* ABOUT THIS EXERCISE
Entries must be copied exactly, with nothing left out.

* AVAILABLE RECORDS
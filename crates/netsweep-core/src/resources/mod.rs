pub mod tags;
pub mod types;

use chrono::{DateTime, Utc};

use crate::provider::types::RawResource;

// Public API exports
pub use tags::{EssentialTags, StandardTagEvaluator, TagEvaluator};
pub use types::{
    CloudResource, Expirable, LOCAL_ROUTE_TARGET, NatGateway, NatGatewayState, PeeringStatus,
    Resource, ResourceKind, Route, RouteDestination, RouteTable, RouteTableAssociation, ScopeId,
    VpcEndpoint, VpcPeeringConnection,
};

/// Build a typed snapshot from a raw provider record.
///
/// The creation date is the provider's creation time when it reports one,
/// else the creation date tag, else `snapshot_at`.
pub fn normalize(
    raw: &RawResource,
    evaluator: &dyn TagEvaluator,
    ttl_tag_name: &str,
    snapshot_at: DateTime<Utc>,
) -> Resource {
    let essential = evaluator.evaluate(&raw.tags, ttl_tag_name);

    let resource = CloudResource {
        identifier: raw.id.clone(),
        description: format!("{}: {}", raw.kind.display_name(), raw.id),
        creation_date: raw
            .created_at
            .or(essential.creation_date)
            .unwrap_or(snapshot_at),
        ttl_seconds: essential.ttl,
        tag_present: essential.tag.is_some(),
        is_protected: essential.is_protected,
    };

    match raw.kind {
        ResourceKind::PeeringConnection => Resource::PeeringConnection(VpcPeeringConnection {
            resource,
            status: PeeringStatus::from_provider(raw.state.as_deref().unwrap_or("active")),
        }),
        ResourceKind::VpcEndpoint => Resource::VpcEndpoint(VpcEndpoint { resource }),
        ResourceKind::NatGateway => Resource::NatGateway(NatGateway {
            resource,
            state: NatGatewayState::from_provider(raw.state.as_deref().unwrap_or("available")),
        }),
        ResourceKind::RouteTable => Resource::RouteTable(RouteTable {
            resource,
            associations: raw.associations.clone(),
            routes: raw.routes.clone(),
        }),
    }
}

#[cfg(test)]
mod tests {
    use super::*;
    use chrono::Duration;

    #[test]
    fn test_normalize_nat_gateway_uses_provider_creation_time() {
        let created = Utc::now() - Duration::hours(2);
        let raw = RawResource::new(ResourceKind::NatGateway, "nat-1")
            .created_at(created)
            .with_tag("ttl", "60")
            .with_tag("creationDate", "2020-01-01T00:00:00Z")
            .with_state("available");

        let resource = normalize(&raw, &StandardTagEvaluator::default(), "ttl", Utc::now());
        let gateway = resource.as_nat_gateway().unwrap();

        assert_eq!(gateway.resource.creation_date, created);
        assert_eq!(gateway.resource.ttl_seconds, 60);
        assert!(gateway.resource.tag_present);
        assert_eq!(gateway.state, NatGatewayState::Available);
        assert_eq!(gateway.resource.description, "NAT gateway: nat-1");
    }

    #[test]
    fn test_normalize_falls_back_to_snapshot_time() {
        let snapshot_at = Utc::now();
        let raw = RawResource::new(ResourceKind::VpcEndpoint, "vpce-1");

        let resource = normalize(&raw, &StandardTagEvaluator::default(), "ttl", snapshot_at);
        assert_eq!(resource.resource().creation_date, snapshot_at);
        assert!(!resource.resource().tag_present);
        assert_eq!(resource.resource().ttl_seconds, 0);
    }

    #[test]
    fn test_normalize_route_table_keeps_associations_and_routes() {
        let raw = RawResource::new(ResourceKind::RouteTable, "rtb-1")
            .with_association("rtbassoc-a", true)
            .with_route(Route::cidr("10.0.0.0/16", "local"))
            .with_tag("do_not_delete", "true");

        let resource = normalize(&raw, &StandardTagEvaluator::default(), "ttl", Utc::now());
        let table = resource.as_route_table().unwrap();

        assert!(table.is_main());
        assert_eq!(table.routes.len(), 1);
        assert!(table.resource.is_protected);
    }

    #[test]
    fn test_normalize_peering_status() {
        let raw = RawResource::new(ResourceKind::PeeringConnection, "pcx-1").with_state("rejected");
        let resource = normalize(&raw, &StandardTagEvaluator::default(), "ttl", Utc::now());
        assert_eq!(
            resource.as_peering_connection().unwrap().status,
            PeeringStatus::Rejected
        );
    }
}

* OUTPUT OF THE EXERCISE
filename crates/netsweep-core/src/resources/mod.rs
pub mod tags;
pub mod types;

use chrono::{DateTime, Utc};

use crate::provider::types::RawResource;

// Public API exports
pub use tags::{EssentialTags, StandardTagEvaluator, TagEvaluator};
pub use types::{
    CloudResource, Expirable, LOCAL_ROUTE_TARGET, NatGateway, NatGatewayState, PeeringStatus,
    Resource, ResourceKind, Route, RouteDestination, RouteTable, RouteTableAssociation, ScopeId,
    VpcEndpoint, VpcPeeringConnection,
};

/// Build a typed snapshot from a raw provider record.
///
/// The creation date is the provider's creation time when it reports one,
/// else the creation date tag, else `snapshot_at`.
pub fn normalize(
    raw: &RawResource,
    evaluator: &dyn TagEvaluator,
    ttl_tag_name: &str,
    snapshot_at: DateTime<Utc>,
) -> Resource {
    let essential = evaluator.evaluate(&raw.tags, ttl_tag_name);

    let resource = CloudResource {
        identifier: raw.id.clone(),
        description: format!("{}: {}", raw.kind.display_name(), raw.id),
        creation_date: raw
            .created_at
            .or(essential.creation_date)
            .unwrap_or(snapshot_at),
        ttl_seconds: essential.ttl,
        tag_present: essential.tag.is_some(),
        is_protected: essential.is_protected,
    };

    match raw.kind {
        ResourceKind::PeeringConnection => Resource::PeeringConnection(VpcPeeringConnection {
            resource,
            status: PeeringStatus::from_provider(raw.state.as_deref().unwrap_or("active")),
        }),
        ResourceKind::VpcEndpoint => Resource::VpcEndpoint(VpcEndpoint { resource }),
        ResourceKind::NatGateway => Resource::NatGateway(NatGateway {
            resource,
            state: NatGatewayState::from_provider(raw.state.as_deref().unwrap_or("available")),
        }),
        ResourceKind::RouteTable => Resource::RouteTable(RouteTable {
            resource,
            associations: raw.associations.clone(),
            routes: raw.routes.clone(),
        }),
    }
}

#[cfg(test)]
mod tests {
    use super::*;
    use chrono::Duration;

    #[test]
    fn test_normalize_nat_gateway_uses_provider_creation_time() {
        let created = Utc::now() - Duration::hours(2);
        let raw = RawResource::new(ResourceKind::NatGateway, "nat-1")
            .created_at(created)
            .with_tag("ttl", "60")
            .with_tag("creationDate", "2020-01-01T00:00:00Z")
            .with_state("available");

        let resource = normalize(&raw, &StandardTagEvaluator::default(), "ttl", Utc::now());
        let gateway = resource.as_nat_gateway().unwrap();

        assert_eq!(gateway.resource.creation_date, created);
        assert_eq!(gateway.resource.ttl_seconds, 60);
        assert!(gateway.resource.tag_present);
        assert_eq!(gateway.state, NatGatewayState::Available);
        assert_eq!(gateway.resource.description, "NAT gateway: nat-1");
    }

    #[test]
    fn test_normalize_falls_back_to_snapshot_time() {
        let snapshot_at = Utc::now();
        let raw = RawResource::new(ResourceKind::VpcEndpoint, "vpce-1");

        let resource = normalize(&raw, &StandardTagEvaluator::default(), "ttl", snapshot_at);
        assert_eq!(resource.resource().creation_date, snapshot_at);
        assert!(!resource.resource().tag_present);
        assert_eq!(resource.resource().ttl_seconds, 0);
    }

    #[test]
    fn test_normalize_route_table_keeps_associations_and_routes() {
        let raw = RawResource::new(ResourceKind::RouteTable, "rtb-1")
            .with_association("rtbassoc-a", true)
            .with_route(Route::cidr("10.0.0.0/16", "local"))
            .with_tag("do_not_delete", "true");

        let resource = normalize(&raw, &StandardTagEvaluator::default(), "ttl", Utc::now());
        let table = resource.as_route_table().unwrap();

        assert!(table.is_main());
        assert_eq!(table.routes.len(), 1);
        assert!(table.resource.is_protected);
    }

    #[test]
    fn test_normalize_peering_status() {
        let raw = RawResource::new(ResourceKind::PeeringConnection, "pcx-1").with_state("rejected");
        let resource = normalize(&raw, &StandardTagEvaluator::default(), "ttl", Utc::now());
        assert_eq!(
            resource.as_peering_connection().unwrap().status,
            PeeringStatus::Rejected
        );
    }
}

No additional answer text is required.